I don't think there is any Siri integration yet but disc golf has an app with some of that functionality in the uDisc app. You can "map" a round and it can track all of your throws. I think you can input disc (club) selection as well? No AirPods integration like that but it does have Apple watch integration I think.

[Blog post announcing the feature](https://udisc.com/blog/post/picture-this-udisc-unveils-map-s...)


Doesn't seem to be anything to do with airpods, and a phone with a hot mic in your pocket should be all you need for this.

An alternative solution would be a smartwatch app which would spare you chanting out on a course.

You might also want to check these: https://www.wareable.com/golf/best-golf-wearables-gps-watche...


Check out Arccos! Requires you to add little sensors to the butt of each club, but it’s seamless as far as tracking goes.


Has anyone actually TRIED using the AirPods in some form programmatically? It's impossible, you lock down your phone TouchID/FaceID and attempt to do a simple list by voice and "you need to unlock your Phone first" ... there is no trust in the pairing of hardware. I wanted to do a delivery platform based ONLY on the AirPods for all parties (pickup/dropoff/billing) but it's just not possible. I hope it changes in the future to reflect some of what is in this post.


The Apple Watch is a lot better at this. It is considered trusted because it locks as soon as you take it off your arm


Given that airpods already know when they get removed form your ears, I wouldn't be surprised for the next iteration to have a form of "unlocking" once you unlock your phone or watch while connected to the airpods. There's no reason for you to not be able to do tasks as long as you don't remove the airpods.


The Apple H2 chip - featuring EarID ;-)


Voice fingerprinting (ideally done locally) would also pretty much solve the issue.


Author's site appears to be slow/unresponsive; cached copy is at http://web.archive.org/web/20210216181726/https://julian.dig...


This starts to touch on one of the reason every "personal assistant" is crap: they're basically just a verbal command line.

Their only real value proposition is basic interactions when the user's hands and/or eyes are busy with something else.

Until they can get smart or fluent enough that they can rival the effectiveness and accuracy of hands-on-screen interaction, the use cases will remain fairly niche.

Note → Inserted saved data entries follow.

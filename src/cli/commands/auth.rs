use clap::Subcommand;
use serde_json::json;
use uuid::Uuid;

use crate::auth::{generate_jwt, Claims};
use crate::cli::utils::output_success;
use crate::cli::OutputFormat;

#[derive(Subcommand)]
pub enum AuthCommands {
    #[command(about = "Mint a bearer token locally from the configured secret")]
    Token {
        #[arg(help = "Member UUID")]
        member_id: Uuid,

        #[arg(long, default_value = "dev@example.com", help = "Email claim")]
        email: String,
    },
}

pub async fn handle(cmd: AuthCommands, output_format: OutputFormat) -> anyhow::Result<()> {
    match cmd {
        AuthCommands::Token { member_id, email } => {
            let claims = Claims::new(member_id, email);
            let token = generate_jwt(&claims)?;

            output_success(
                output_format,
                "token minted",
                Some(json!({ "token": token, "expires_at": claims.exp })),
            )
        }
    }
}
use chrono::{Duration, Utc};
use jsonwebtoken::{decode, encode, DecodingKey, EncodingKey, Header, Validation};
use serde::{Deserialize, Serialize};
use thiserror::Error;
use uuid::Uuid;

use crate::config;

#[derive(Debug, Serialize, Deserialize)]
pub struct Claims {
    pub member_id: Uuid,
    pub email: String,
    pub exp: i64,
    pub iat: i64,
}

impl Claims {
    pub fn new(member_id: Uuid, email: String) -> Self {
        let now = Utc::now();
        let expiry_hours = config::config().security.jwt_expiry_hours;
        let exp = (now + Duration::hours(expiry_hours as i64)).timestamp();

        Self {
            member_id,
            email,
            exp,
            iat: now.timestamp(),
        }
    }
}

#[derive(Debug, Error)]
pub enum JwtError {
    #[error("JWT generation error: {0}")]
    TokenGeneration(String),
    #[error("invalid JWT token: {0}")]
    InvalidToken(String),
    #[error("invalid JWT secret")]
    InvalidSecret,
}

/// Sign claims with the configured secret.
pub fn generate_jwt(claims: &Claims) -> Result<String, JwtError> {
    let secret = &config::config().security.jwt_secret;

    if secret.is_empty() {
        return Err(JwtError::InvalidSecret);
    }

    sign_with_secret(claims, secret)
}

pub fn sign_with_secret(claims: &Claims, secret: &str) -> Result<String, JwtError> {
    let encoding_key = EncodingKey::from_secret(secret.as_bytes());
    let header = Header::default();

    encode(&header, claims, &encoding_key).map_err(|e| JwtError::TokenGeneration(e.to_string()))
}

pub fn verify_with_secret(token: &str, secret: &str) -> Result<Claims, JwtError> {
    let decoding_key = DecodingKey::from_secret(secret.as_bytes());
    let validation = Validation::default();

    decode::<Claims>(token, &decoding_key, &validation)
        .map(|data| data.claims)
        .map_err(|e| JwtError::InvalidToken(e.to_string()))
}
use chrono::{DateTime, Utc};
use serde::{Deserialize, Serialize};
use sqlx::FromRow;
use uuid::Uuid;

/// Per-member experience counter. One row per member, created lazily on
/// the first grant; `experience` only ever grows.
#[derive(Debug, Clone, Serialize, Deserialize, FromRow)]
pub struct MemberExperience {
    pub member_id: Uuid,
    pub experience: i32,
    pub created_at: DateTime<Utc>,
    pub updated_at: DateTime<Utc>,
}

More programmable, multi-modal interaction is a step in the right direction, but it'll require a lot more.


Pro tip: You can shorten voice commands for Siri, Alexa, et al.

"Hey Siri, what's the weather today?" ==> "Hey Siri, weather"

"Hey Siri, set a timer for 10 minutes" ==> "Hey Siri, 10 minute timer"


Airpods (or any modern earphones) are absolutely the first really useful AR product available to consumers.

Transparency mode is a critical success even if it’s so boring as to be unremarked upon by most people. An AR device is most useful if it’s ubiquitously available. Transparency mode makes that possible (even if it could use improvement). The device also needs to avoid a negative social stigma. Airpods have largely achieved that as well (at least along younger people). That is partially marketing/brand image - but it is also based on utility. Older folks would generally find it rude to leave headphones in while having a conversation because they assume the listener isn’t listening, but I work with a lot of teens, and it seems like they couldn’t care less. It’s understood that the speaker can still be heard. A quick tap/squeeze is the social signal.

The author is right that there is huge untapped potential in auditory augmentations, but the focus on verbal input control is misplaced. It’s simply too obtrusive for public environments.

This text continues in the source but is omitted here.